En bas, la ville d'Ushuaia et le Canal de Beagle offrent des couleurs fantastiques.
Frigorifiés, le bonnet enfoncé jusqu'aux yeux, nous prolongeons
au maximum ces moments magiques, profitant des quelques minutes de répit
avant que l'onglée n'apparaisse pour mitrailler dans tous les sens! La
vache que c'est beau!...
Dopés par cette expérience,
les sacs bourrés de provisions pour 2 jours, nous partons dès
le lendemain pour le Parque Nacional de Tierra Del Fuego. Enchantés par
les paysages splendides de parc sauvage, nous installons notre premier bivouac
à quelques pas du Canal de Beagle.
Tandis que Caroline installe la maison, je m'occupe du feu où cuit déjà
une bonne soupe. A 18h, alors que la nuit est déjà tombée,
nous nous glissons dans nos sacs: il ne fait que 3 petits degrés.
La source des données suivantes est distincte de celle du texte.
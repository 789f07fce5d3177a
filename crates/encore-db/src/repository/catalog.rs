//! # Catalog Repository
//!
//! Database operations for catalog items (events/schedule entries).
//!
//! ## Ownership
//! ```text
//! ┌─────────────────────────────────────────────────────────────────────┐
//! │                  Who Touches the Catalog                            │
//! │                                                                     │
//! │  Admin collaborator ──► insert / update_price / set_status          │
//! │                                                                     │
//! │  Checkout path ───────► get_by_id ONLY                              │
//! │    Every reconciliation re-reads current truth; no price is cached  │
//! │    across calls, so an admin price change between two sessions can  │
//! │    never silently apply stale data to an in-flight order.           │
//! └─────────────────────────────────────────────────────────────────────┘
//! ```

use chrono::Utc;
use sqlx::SqlitePool;
use tracing::debug;
use uuid::Uuid;

use crate::error::{DbError, DbResult};
use encore_core::{CatalogItem, ScheduleStatus};

/// Repository for catalog item database operations.
#[derive(Debug, Clone)]
pub struct CatalogRepository {
    pool: SqlitePool,
}

impl CatalogRepository {
    /// Creates a new CatalogRepository.
    pub fn new(pool: SqlitePool) -> Self {
        CatalogRepository { pool }
    }

    /// Gets a catalog item by its ID.
    ///
    /// ## Returns
    /// * `Ok(Some(CatalogItem))` - Item found
    /// * `Ok(None)` - Item not found
    pub async fn get_by_id(&self, id: &str) -> DbResult<Option<CatalogItem>> {
        let item = sqlx::query_as::<_, CatalogItem>(
            r#"
            SELECT id, name, price_minor, status, starts_at, created_at, updated_at
            FROM catalog_items
            WHERE id = ?1
            "#,
        )
        .bind(id)
        .fetch_optional(&self.pool)
        .await?;

        Ok(item)
    }

    /// Lists bookable (scheduled) items, soonest first.
    pub async fn list_bookable(&self, limit: u32) -> DbResult<Vec<CatalogItem>> {
        let items = sqlx::query_as::<_, CatalogItem>(
            r#"
            SELECT id, name, price_minor, status, starts_at, created_at, updated_at
            FROM catalog_items
            WHERE status = 'scheduled'
            ORDER BY starts_at
            LIMIT ?1
            "#,
        )
        .bind(limit)
        .fetch_all(&self.pool)
        .await?;

        Ok(items)
    }

    /// Inserts a new catalog item.
    ///
    /// Admin-collaborator operation; the checkout path never calls this.
    pub async fn insert(&self, item: &CatalogItem) -> DbResult<()> {
        debug!(id = %item.id, name = %item.name, "Inserting catalog item");

        sqlx::query(
            r#"
            INSERT INTO catalog_items (
                id, name, price_minor, status, starts_at, created_at, updated_at
            ) VALUES (?1, ?2, ?3, ?4, ?5, ?6, ?7)
            "#,
        )
        .bind(&item.id)
        .bind(&item.name)
        .bind(item.price_minor)
        .bind(item.status)
        .bind(item.starts_at)
        .bind(item.created_at)
        .bind(item.updated_at)
        .execute(&self.pool)
        .await?;

        Ok(())
    }

    /// Updates an item's price. `None` marks the event free.
    ///
    /// Existing bookings are unaffected: they hold their own snapshot.
    pub async fn update_price(&self, id: &str, price_minor: Option<i64>) -> DbResult<()> {
        debug!(id = %id, price = ?price_minor, "Updating catalog item price");

        let now = Utc::now();

        let result = sqlx::query(
            r#"
            UPDATE catalog_items
            SET price_minor = ?2, updated_at = ?3
            WHERE id = ?1
            "#,
        )
        .bind(id)
        .bind(price_minor)
        .bind(now)
        .execute(&self.pool)
        .await?;

        if result.rows_affected() == 0 {
            return Err(DbError::not_found("Catalog item", id));
        }

        Ok(())
    }

    /// Updates an item's lifecycle status.
    pub async fn set_status(&self, id: &str, status: ScheduleStatus) -> DbResult<()> {
        debug!(id = %id, status = %status, "Updating catalog item status");

        let now = Utc::now();

        let result = sqlx::query(
            r#"
            UPDATE catalog_items
            SET status = ?2, updated_at = ?3
            WHERE id = ?1
            "#,
        )
        .bind(id)
        .bind(status)
        .bind(now)
        .execute(&self.pool)
        .await?;

        if result.rows_affected() == 0 {
            return Err(DbError::not_found("Catalog item", id));
        }

        Ok(())
    }

    /// Counts catalog items (for diagnostics).
    pub async fn count(&self) -> DbResult<i64> {
        let count: i64 = sqlx::query_scalar("SELECT COUNT(*) FROM catalog_items")
            .fetch_one(&self.pool)
            .await?;

        Ok(count)
    }
}

/// Helper to generate a new catalog item ID.
pub fn generate_catalog_item_id() -> String {
    Uuid::new_v4().to_string()
}

// =============================================================================
// Unit Tests
// =============================================================================

#[cfg(test)]
mod tests {
    use super::*;
    use crate::pool::{Database, DbConfig};
    use chrono::Utc;

    fn item(id: &str, price: Option<i64>, status: ScheduleStatus) -> CatalogItem {
        let now = Utc::now();
        CatalogItem {
            id: id.to_string(),
            name: format!("Event {}", id),
            price_minor: price,
            status,
            starts_at: now,
            created_at: now,
            updated_at: now,
        }
    }

    #[tokio::test]
    async fn test_insert_and_get_round_trip() {
        let db = Database::new(DbConfig::in_memory()).await.unwrap();
        let repo = db.catalog();

        repo.insert(&item("a", Some(100_000), ScheduleStatus::Scheduled))
            .await
            .unwrap();

        let loaded = repo.get_by_id("a").await.unwrap().unwrap();
        assert_eq!(loaded.name, "Event a");
        assert_eq!(loaded.price_minor, Some(100_000));
        assert_eq!(loaded.status, ScheduleStatus::Scheduled);

        assert!(repo.get_by_id("missing").await.unwrap().is_none());
    }

    #[tokio::test]
    async fn test_free_event_persists_null_price() {
        let db = Database::new(DbConfig::in_memory()).await.unwrap();
        let repo = db.catalog();

        repo.insert(&item("free", None, ScheduleStatus::Scheduled))
            .await
            .unwrap();

        let loaded = repo.get_by_id("free").await.unwrap().unwrap();
        assert_eq!(loaded.price_minor, None);
        assert_eq!(loaded.unit_price().minor(), 0);
    }

    #[tokio::test]
    async fn test_update_price_and_status() {
        let db = Database::new(DbConfig::in_memory()).await.unwrap();
        let repo = db.catalog();

        repo.insert(&item("a", Some(100_000), ScheduleStatus::Scheduled))
            .await
            .unwrap();

        repo.update_price("a", Some(150_000)).await.unwrap();
        repo.set_status("a", ScheduleStatus::Postponed).await.unwrap();

        let loaded = repo.get_by_id("a").await.unwrap().unwrap();
        assert_eq!(loaded.price_minor, Some(150_000));
        assert_eq!(loaded.status, ScheduleStatus::Postponed);
        assert!(!loaded.is_bookable());

        assert!(repo.update_price("missing", None).await.is_err());
    }

    #[tokio::test]
    async fn test_list_bookable_excludes_other_statuses() {
        let db = Database::new(DbConfig::in_memory()).await.unwrap();
        let repo = db.catalog();

        repo.insert(&item("a", Some(1), ScheduleStatus::Scheduled))
            .await
            .unwrap();
        repo.insert(&item("b", Some(1), ScheduleStatus::Cancelled))
            .await
            .unwrap();
        repo.insert(&item("c", Some(1), ScheduleStatus::Completed))
            .await
            .unwrap();

        let bookable = repo.list_bookable(10).await.unwrap();
        assert_eq!(bookable.len(), 1);
        assert_eq!(bookable[0].id, "a");
        assert_eq!(repo.count().await.unwrap(), 3);
    }
}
Levés en même temps que le soleil, vers 8h30, nous sortons un peu
à regret de nos duvets où nous avions bien chaud. Sortant de la
tente pour faire un bon feu, je m'étonne de voir le sel à terre,
tout près de la tente.
- Caroline?
- Hum?..
- C'est toi qui a laissé le sel par terre hier soir?..
Faisant alors un rapide tour du regard, je comprend aussitôt!
- Caro! Viens voir! On nous a tout bouffé!
A quelques mètres de la tente en effet, le sac de nourriture que nous
avions - intelligemment - pendu à un arbre pour profiter de la réfrigération
naturelle de l'extérieur, a été entièrement éventré!
Par terre, disséminés de part
et d'autre, des sachets plastiques vidés de leur continu, un pot de 'dulce
de leche' (la confiture de lait locale) et deux boîtes de conserve. Plus
de trace du jambon, du saucisson, du pain, des gâteaux, ni même
du beurre! Tout a disparu! Comme des débutants, en accrochant la nourriture
à moins d'1 m 50 du sol, nous l'avons tout simplement offerte aux zorros
(renards), nombreux dans le parc... En clair, les courses faites hier l'ont
été pour les renards... Tu parles de routards, toi! On en rigole
tellement c'est gros! Le plus bête dans tout ça, c'est qu'on a
plus rien à manger.
- Alors on fait quoi?
- On continue! s'exclame Caroline motivée. On avisera plus tard.
- Plus tard, plus tard... T'as raison, il fait beau, on va en profiter. Si on
ne mange pas aujourd'hui, on ne va pas en mourir.
- Allez hop! On y va!
- Ben attends, on va quand même se chauffer un petit thé. Faut
pas qu'ça nous coupe l'appétit, c't'histoire-là!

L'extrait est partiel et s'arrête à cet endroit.